SM: I think it’s a brilliant name for a cocktail! Have you seen the names they give them?
Shiny: Yes. What’s the prize?
SM: VIP tickets for the winner and three friends to Club TrendyYoungThings.
Shiny: But, mum, you’ll hate it there. It’s for Trendy Young Things. And it’s a night club. I don’t think you and three of your 60-something year old friends will really enjoy it.
SM: Oh no, when I win, I’ll give you the tickets (with a tone of pride and charity in her voice.)

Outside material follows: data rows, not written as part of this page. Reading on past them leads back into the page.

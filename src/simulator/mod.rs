//! Procedure simulator
//!
//! Deterministic telemetry generator for demonstrating and testing the
//! procedure engine without hardware. An operator steps a cursor forward and
//! back through the procedure; each position publishes scripted UIA, DCU and
//! suit telemetry documents into the shared store.
//!
//! # Architecture
//!
//! - [`ProcedureCursor`]: Bounded `(phase, step)` position and progress
//! - [`SimulationScript`]: Per-position label and operator action
//! - [`ProcedureSimulator`]: Cursor commands that republish telemetry

pub mod cursor;
pub mod harness;
pub mod script;

pub use cursor::ProcedureCursor;
pub use harness::ProcedureSimulator;
pub use script::{OperatorAction, ScriptEntry, SimulationScript, TelemetryFrame};
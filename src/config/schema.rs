//! Configuration file schema
//!
//! The on-disk YAML shape ([`ConfigFile`]) and the validated runtime
//! settings ([`IngressConfig`]) produced by the loader.

use std::path::PathBuf;
use std::time::Duration;

use serde::{Deserialize, Serialize};

use crate::telemetry::EvaSlot;

/// Default engine tick period.
pub const DEFAULT_TICK_INTERVAL: Duration = Duration::from_millis(100);

/// Raw configuration document.
///
/// ```yaml
/// tick_interval: 250ms
/// eva: eva2
/// simulator: true
/// events_file: ingress-events.jsonl
/// metrics_port: 9464
/// ```
#[derive(Debug, Clone, Default, PartialEq, Eq, Serialize, Deserialize)]
#[serde(deny_unknown_fields)]
pub struct ConfigFile {
    /// Tick period as a humantime string (`100ms`, `1s`).
    #[serde(default, skip_serializing_if = "Option::is_none")]
    pub tick_interval: Option<String>,

    /// Suit being guided.
    #[serde(default, skip_serializing_if = "Option::is_none")]
    pub eva: Option<EvaSlot>,

    /// Whether the telemetry simulator drives the store.
    #[serde(default, skip_serializing_if = "Option::is_none")]
    pub simulator: Option<bool>,

    /// JSONL event output path.
    #[serde(default, skip_serializing_if = "Option::is_none")]
    pub events_file: Option<PathBuf>,

    /// Prometheus exporter port.
    #[serde(default, skip_serializing_if = "Option::is_none")]
    pub metrics_port: Option<u16>,
}

/// Validated runtime settings.
#[derive(Debug, Clone, PartialEq, Eq)]
pub struct IngressConfig {
    /// Engine tick period (never zero).
    pub tick_interval: Duration,
    /// Suit being guided.
    pub eva: EvaSlot,
    /// Whether the telemetry simulator drives the store.
    pub simulator: bool,
    /// JSONL event output path.
    pub events_file: Option<PathBuf>,
    /// Prometheus exporter port.
    pub metrics_port: Option<u16>,
}

impl Default for IngressConfig {
    fn default() -> Self {
        Self {
            tick_interval: DEFAULT_TICK_INTERVAL,
            eva: EvaSlot::default(),
            simulator: true,
            events_file: None,
            metrics_port: None,
        }
    }
}
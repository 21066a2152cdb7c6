//! Session logging to stderr.
//!
//! Stdout belongs to the operator panel, so every log line goes to stderr.
//! Verbosity flags raise the level for this crate only; dependencies stay at
//! `warn`. `SUIT_INGRESS_LOG_LEVEL` replaces the whole filter when set.

use std::io::IsTerminal;
use tracing_subscriber::EnvFilter;

use crate::cli::args::{ColorChoice, LogFormatChoice};

/// Environment variable holding a full `EnvFilter` directive.
pub const LOG_LEVEL_ENV: &str = "SUIT_INGRESS_LOG_LEVEL";

/// Log line rendering.
#[derive(Debug, Clone, Copy, PartialEq, Eq, Default)]
pub enum LogFormat {
    #[default]
    Human,
    /// One JSON object per line.
    Json,
}

impl From<LogFormatChoice> for LogFormat {
    fn from(choice: LogFormatChoice) -> Self {
        match choice {
            LogFormatChoice::Human => Self::Human,
            LogFormatChoice::Json => Self::Json,
        }
    }
}

/// Level for `suit_ingress` targets at a given `-v` count.
#[must_use]
pub const fn crate_level(verbosity: u8) -> &'static str {
    match verbosity {
        0 => "warn",
        1 => "info",
        2 => "debug",
        _ => "trace",
    }
}

/// Filter directive used when the environment override is absent.
#[must_use]
pub fn default_directive(verbosity: u8) -> String {
    format!("warn,{}={}", env!("CARGO_CRATE_NAME"), crate_level(verbosity))
}

/// Whether stderr output should carry ANSI colors.
///
/// `NO_COLOR` only suppresses colors in `auto` mode.
#[must_use]
pub const fn ansi_enabled(
    color: ColorChoice,
    stderr_is_terminal: bool,
    no_color: bool,
) -> bool {
    match color {
        ColorChoice::Auto => stderr_is_terminal && !no_color,
        ColorChoice::Always => true,
        ColorChoice::Never => false,
    }
}

/// Installs the global subscriber.
///
/// A second call is a no-op (`try_init`).
pub fn init_logging(format: LogFormat, verbosity: u8, color: ColorChoice) {
    let filter = EnvFilter::try_from_env(LOG_LEVEL_ENV)
        .unwrap_or_else(|_| EnvFilter::new(default_directive(verbosity)));
    // Module paths only help once the operator is debugging the engine.
    let show_target = verbosity >= 2;

    let builder = tracing_subscriber::fmt()
        .with_env_filter(filter)
        .with_target(show_target)
        .with_writer(std::io::stderr);

    let _ = match format {
        LogFormat::Human => builder
            .with_ansi(ansi_enabled(
                color,
                std::io::stderr().is_terminal(),
                std::env::var_os("NO_COLOR").is_some(),
            ))
            .try_init(),
        LogFormat::Json => builder.json().try_init(),
    };
}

Shiny: Urm, thanks, but three of my 30-something year old friends and I are not really Trendy Young Things either!
SM: Oh, well then I’ll give it to the Trendy Young Things next door.

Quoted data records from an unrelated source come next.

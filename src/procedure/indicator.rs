//! Indicator sync
//!
//! Maps an observed control value and the value a step requires to a single
//! "flag this control to the operator" signal. Polarity is per step: some
//! steps need a switch turned on, others need it turned off.

use crate::telemetry::TelemetrySnapshot;

use super::signal::{ControlPoint, UiaSignal};

/// Returns whether a control needs operator action.
///
/// An absent document counts as a mismatch, so the control stays flagged
/// until telemetry confirms the required value.
#[must_use]
pub const fn needs_action(observed: Option<bool>, target: bool) -> bool {
    match observed {
        Some(value) => value != target,
        None => true,
    }
}

/// A control point a step highlights while its value differs from `target`.
#[derive(Debug, Clone, Copy, PartialEq, Eq)]
pub struct Indicator {
    /// Panel control that is flagged
    pub control: ControlPoint,
    /// Telemetry field observed for the control
    pub signal: UiaSignal,
    /// Value the step requires
    pub target: bool,
}

impl Indicator {
    /// Creates an indicator.
    #[must_use]
    pub const fn new(control: ControlPoint, signal: UiaSignal, target: bool) -> Self {
        Self {
            control,
            signal,
            target,
        }
    }

    /// Flag state for the current snapshot.
    #[must_use]
    pub fn needs_action(&self, snapshot: &TelemetrySnapshot) -> bool {
        needs_action(self.signal.read(snapshot), self.target)
    }
}
//! CLI argument definitions
//!
//! All Clap derive structs for `suit-ingress` command-line parsing.

use std::path::PathBuf;

use clap::{ArgAction, Args, Parser, Subcommand, ValueEnum};

use crate::telemetry::EvaSlot;

// ============================================================================
// Root CLI
// ============================================================================

/// Gated suit ingress procedure with a telemetry simulator.
#[derive(Parser, Debug)]
#[command(name = "suit-ingress", author, version, about)]
#[command(propagate_version = true)]
pub struct Cli {
    /// Subcommand to execute.
    #[command(subcommand)]
    pub command: Commands,

    /// Increase verbosity (-v info, -vv debug, -vvv trace).
    #[arg(short, long, action = ArgAction::Count, global = true)]
    pub verbose: u8,

    /// Suppress all non-error output.
    #[arg(short, long, global = true)]
    pub quiet: bool,

    /// Color output control.
    #[arg(long, default_value = "auto", global = true, env = "SUIT_INGRESS_COLOR")]
    pub color: ColorChoice,

    /// Log output format.
    #[arg(long, default_value = "human", global = true)]
    pub log_format: LogFormatChoice,
}

// ============================================================================
// Commands
// ============================================================================

/// Top-level subcommands.
#[derive(Subcommand, Debug)]
pub enum Commands {
    /// Run an interactive ingress guidance session.
    Run(RunArgs),

    /// Print the ingress step library.
    Steps(StepsArgs),

    /// Display version information.
    Version(VersionArgs),
}

/// Arguments for `run`.
///
/// Flags override values from the configuration file.
#[derive(Args, Debug, Default)]
pub struct RunArgs {
    /// Path to YAML configuration file.
    #[arg(short, long, env = "SUIT_INGRESS_CONFIG")]
    pub config: Option<PathBuf>,

    /// Suit to guide through ingress.
    #[arg(long)]
    pub eva: Option<EvaSlot>,

    /// Engine tick period (e.g. `100ms`, `1s`).
    #[arg(long)]
    pub tick_interval: Option<String>,

    /// Do not start the telemetry simulator.
    #[arg(long)]
    pub no_simulator: bool,

    /// Write JSONL events to this file.
    #[arg(long)]
    pub events_file: Option<PathBuf>,

    /// Serve Prometheus metrics on this port.
    #[arg(long)]
    pub metrics_port: Option<u16>,
}

/// Arguments for `steps`.
#[derive(Args, Debug)]
pub struct StepsArgs {
    /// Suit the instructions address.
    #[arg(long, default_value = "eva1")]
    pub eva: EvaSlot,

    /// Output format.
    #[arg(short, long, default_value = "human")]
    pub format: OutputFormat,
}

/// Arguments for version display.
#[derive(Args, Debug)]
pub struct VersionArgs {
    /// Output format.
    #[arg(short, long, default_value = "human")]
    pub format: OutputFormat,
}

// ============================================================================
// CLI-Local Enums
// ============================================================================

/// Color output choice.
#[derive(Debug, Clone, Copy, PartialEq, Eq, Default, ValueEnum)]
pub enum ColorChoice {
    /// Auto-detect terminal support.
    #[default]
    Auto,
    /// Always use color.
    Always,
    /// Never use color.
    Never,
}

/// Log format choice.
#[derive(Debug, Clone, Copy, PartialEq, Eq, Default, ValueEnum)]
pub enum LogFormatChoice {
    /// Human-readable lines.
    #[default]
    Human,
    /// Newline-delimited JSON.
    Json,
}

/// Output format for structured output.
#[derive(Debug, Clone, Copy, PartialEq, Eq, Default, ValueEnum)]
pub enum OutputFormat {
    /// Human-readable output.
    #[default]
    Human,
    /// JSON output.
    Json,
}

#[cfg(test)]
mod tests {
    use super::*;
    use clap::CommandFactory;

    #[test]
    fn cli_definition_is_valid() {
        Cli::command().debug_assert();
    }

    #[test]
    fn parses_run_flags() {
        let cli = Cli::try_parse_from([
            "suit-ingress",
            "-vv",
            "run",
            "--eva",
            "eva2",
            "--tick-interval",
            "250ms",
            "--no-simulator",
        ])
        .unwrap();
        assert_eq!(cli.verbose, 2);
        let Commands::Run(args) = cli.command else {
            panic!("expected run");
        };
        assert_eq!(args.eva, Some(EvaSlot::Eva2));
        assert_eq!(args.tick_interval.as_deref(), Some("250ms"));
        assert!(args.no_simulator);
    }

    #[test]
    fn steps_defaults() {
        let cli = Cli::try_parse_from(["suit-ingress", "steps"]).unwrap();
        let Commands::Steps(args) = cli.command else {
            panic!("expected steps");
        };
        assert_eq!(args.eva, EvaSlot::Eva1);
        assert_eq!(args.format, OutputFormat::Human);
    }
}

So, being a dutiful daughter, I went into Stalkbook this morning and found (thankfully) the e-mail address needed to enter the competition (for a moment I thought I’d have to enter as me, on Facebook) and she entered.
She has just phoned me to say she received a curt e-mail back from the woman running the competition to say she found her entry offensive! My mother has written back to say she is sorry she found it offensive but she thought it very apt and, although she’s never drunk cocktails in her 60-something years on this earth, she has read some cocktail menus in her life, and thought her suggestion was rather tame!
It’s hard to bring up parents correctly, isn’t it?
4 comments:
Now we know where you have your cheeky writing ability from! Cheers Mom!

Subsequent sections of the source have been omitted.